Agent Scaling Pitfalls: Degradation, Vulns, Evals & Fixes
Key Questions
What pitfalls occur in agent scaling?
Agents suffer degradation, vulnerabilities like injection/poison, and poor generalization. Stanford research shows single agents outperform multi-agents in many cases.
What evaluations measure agent trustworthiness?
ClawArena and Claw-Eval provide trustworthy evals. AgentHazard (73%) and AgentSocialBench test leaks and privacy risks.
How does ThinkTwice improve reasoning?
ThinkTwice jointly optimizes LLMs for reasoning and self-refinement.

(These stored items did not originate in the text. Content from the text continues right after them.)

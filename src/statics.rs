// Central place for document keys, display literals and CLI strings.
// Keep these out of the model/document code to reduce duplication.

// Document structure keys
pub const DOC_COLUMNS: &str = "columns";
pub const DOC_ITEMS: &str = "items";
// Reserved per-item key holding nested items; never treated as a field.
pub const DOC_CHILDREN: &str = "children";

// Display text for values (filter menus, `show` output).
pub const LITERAL_NONE: &str = "None";
pub const LITERAL_TRUE: &str = "true";
pub const LITERAL_FALSE: &str = "false";

// Writer settings.
pub const NL: &str = "\n";
pub const INDENT_WIDTH: usize = 4;

// Row paths (`0/2/1`).
pub const PATH_SEPARATOR: char = '/';

// File handling
pub const EXT_GZIP: &str = "gz";
pub const GZIP_MAGIC: [u8; 2] = [0x1F, 0x8B];

// CLI strings (EN_ prefix to make future localization easier)
pub const EN_APP_ABOUT: &str = "Inspect and edit column-tagged JSON record trees";
pub const EN_NO_MATCHES: &str = "No matches.";
pub const EN_NO_COLUMNS: &str = "(no columns)";
pub const EN_HEADER_ROW: &str = "Row";
pub const EN_ERR_UNKNOWN_COLUMN: &str = "Unknown column";
pub const EN_ERR_BAD_PATH: &str = "Invalid row path";
pub const EN_ERR_NO_SOURCE_PATH: &str = "Document has no source path; use save_to_path";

It addresses base LLM flops without test-time adaptation (TTA).
What is Cog-DRIFT in RLVR?
Cog-DRIFT breaks exploration barriers in reinforcement learning via verifiable rewards (RLVR). It enhances agent reasoning scalability.
What security measures protect agents?
Security sandboxes and AgentSocialBench evaluate privacy. Papers cover traps, injections, and noisy supervision robustness.
What frameworks survey agent harnesses?
A survey reviews 22 agent harness systems. It highlights orchestration gaps and workflows vs. agents debate.
How do APO and DSPy/OPRO aid optimization?
APO uses DSPy/OPRO for automated prompt optimization. Self-Execution improves coding via agent trajectories.
What benchmarks test agentic skills?
Agentic skills use wild benchmarks; LightThinker++ manages memory. Holos scales multi-agents for web tasks.
Claude Sonnet 4.5 emotion vectors; OpenClaw chaos/safety; WSJ fails; Agent Traps/injection/poison; AgentHazard 73%/AgentSocialBench leaks; ClawArena/Claw-Eval trustworthy evals; agentic skills wild benchmarks; base LLMs generalization flops (no TTA); Stanford single > multi-agents; Cog-DRIFT RLVR; ThinkTwice reasoning/self-ref; Self-Execution coding; Learning from Agent Trajectories; SkillX/FileGram/LightThinker++; agent harness survey (22 systems); learnable TTA; noisy supervision; APO (DSPy/OPRO); security sandboxes; 6 layers/orch gap; workflows vs agents; Holos/Neuro-Symbolic/SSD/CORAL/Omni-SimpleMem/Raschka/Cyara.